His government has been accused of selectively releasing data on how many coronavirus cases have been found in Tanzania, where a strict lockdown has not been imposed. His coronavirus strategy seeks to win the support of African nationalists, religious conservatives and businessmen.
The Comforts of Conspiracy
“Conspiracy theories in general are very comfortable to some people, because you have guilty people, in general a minority that can be powerful or not; you have a story, a group or someone responsible,” said Girel, the French philosopher.
This is particularly the case when the world is faced with a virus that is invisible, difficult to understand and so destructive.
“You have a phenomenon that it is so complex, so unknown, with many parts about it that are very, very difficult to imagine,” Girel said. “Falling back on conspiracy theories is very convenient; it is very comfortable, especially if you are already settled on your enemies or adversaries and you can paint them as responsible.”
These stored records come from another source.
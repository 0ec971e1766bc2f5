//! services/api/src/web/answer_task.rs
//!
//! This module contains the asynchronous "worker" function responsible for
//! handling a single question-and-answer cycle, from opening the exchange to
//! resolving it as answered, stopped or failed.

use crate::web::{
    protocol::{Resolution, ServerMessage},
    simulation_task::SimulationHandle,
    state::{AppState, GenerationGuard},
};
use research_assistant_core::{
    domain::{Attachment, FocusMode, ModelId},
    exchange::{open_exchange, resolve_answered, resolve_failed, resolve_stopped},
    ports::{AnswerRequest, PortError},
    script::Script,
    simulator::ThinkingSimulator,
};
use std::sync::Arc;
use tokio::sync::mpsc::UnboundedSender;
use tokio::time::Instant;
use tracing::{error, info, warn};
use uuid::Uuid;

/// A validated question, ready to be answered.
#[derive(Debug, Clone)]
pub struct AskInput {
    pub query: String,
    pub attachments: Vec<Attachment>,
    pub focus_mode: FocusMode,
    pub pro_mode: bool,
    pub model: ModelId,
    /// The session the UI is showing. Unknown ids open a new session.
    pub session_id: Option<Uuid>,
}

/// Represents the outcome of the `answer_process` task.
#[derive(Debug, Clone, Copy, PartialEq, Eq)]
pub struct AnswerOutcome {
    pub session_id: Uuid,
    pub resolution: Resolution,
}

/// The main asynchronous task for answering one question.
///
/// Holding `guard` is what makes the request the one in flight. It is released
/// before `GenerationFinished` goes out, whatever the outcome.
pub async fn answer_process(
    app_state: Arc<AppState>,
    input: AskInput,
    guard: GenerationGuard,
    events: UnboundedSender<ServerMessage>,
) -> AnswerOutcome {
    let start_time = Instant::now();
    let AskInput {
        query,
        attachments,
        focus_mode,
        pro_mode,
        model,
        session_id,
    } = input;
    info!(
        "Answer process started ({}, {}, pro: {}).",
        focus_mode.label(),
        model.as_str(),
        pro_mode
    );

    // --- 1. Open the exchange: user message plus in-progress placeholder ---
    let script = Script::for_mode(&query, pro_mode);
    let request_attachments = attachments.clone();
    let exchange = app_state
        .store
        .update(|sessions| {
            open_exchange(
                sessions,
                session_id,
                &query,
                attachments,
                script.first_phase_text(),
                pro_mode,
            )
        })
        .await;
    let _ = events.send(ServerMessage::GenerationStarted {
        session_id: exchange.session_id,
    });

    // --- 2. Animate the timeline while the provider works ---
    let simulation = SimulationHandle::spawn(
        app_state.store.clone(),
        ThinkingSimulator::new(exchange.session_id, script),
        app_state.config.tick_period(pro_mode),
        guard.token(),
    );

    let request = AnswerRequest {
        query,
        attachments: request_attachments,
        focus_mode,
        pro_mode,
        model,
        history: exchange.history.clone(),
    };
    let result = app_state
        .answer_adapter
        .answer(request, guard.token().clone())
        .await;

    simulation.stop().await;
    let latency = start_time.elapsed();

    // A stop that lands after the provider returned still wins.
    let result = if guard.token().is_cancelled() {
        Err(PortError::Cancelled)
    } else {
        result
    };

    // --- 3. Resolve the exchange ---
    let store = &app_state.store;
    let (resolution, applied) = match result {
        Ok(answer) => {
            info!(
                "Answer received in {:.1}s with {} source(s).",
                latency.as_secs_f64(),
                answer.sources.len()
            );
            let applied = store
                .try_update(|sessions| {
                    resolve_answered(sessions, &exchange, answer, pro_mode, latency)
                })
                .await;
            (Resolution::Answered, applied)
        }
        Err(PortError::Cancelled) => {
            info!("Answer process stopped by the user.");
            let applied = store
                .try_update(|sessions| resolve_stopped(sessions, &exchange))
                .await;
            (Resolution::Stopped, applied)
        }
        Err(e) => {
            error!("Answer provider failed: {:?}", e);
            let applied = store
                .try_update(|sessions| resolve_failed(sessions, &exchange))
                .await;
            (Resolution::Failed, applied)
        }
    };
    if !applied {
        warn!(
            "Session {} was deleted before its answer could be recorded.",
            exchange.session_id
        );
    }

    // --- 4. Release the gate, then tell the client ---
    drop(guard);
    let _ = events.send(ServerMessage::GenerationFinished {
        session_id: exchange.session_id,
        outcome: resolution,
    });

    AnswerOutcome {
        session_id: exchange.session_id,
        resolution,
    }
}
He said the way the conspiracy theories about the coronavirus have flourished will be harmful.
“It is not neutral, and in general there are consequences when you have conspiracy theories. There will be victims at the end of the day.”
For example, he said conspiracy theories about prospective vaccines being used to sterilize or manipulate people online will discourage people from getting vaccinated against the virus — should a vaccine be found.
Surveys have found that about 25% of people in France and about 50% in the United States say they don’t want to take a vaccine against the virus if it becomes available.
“It is extremely concerning,” Girel said, “because in that case, if there is a vaccine and people don’t get vaccinated, the pandemic will resurface.”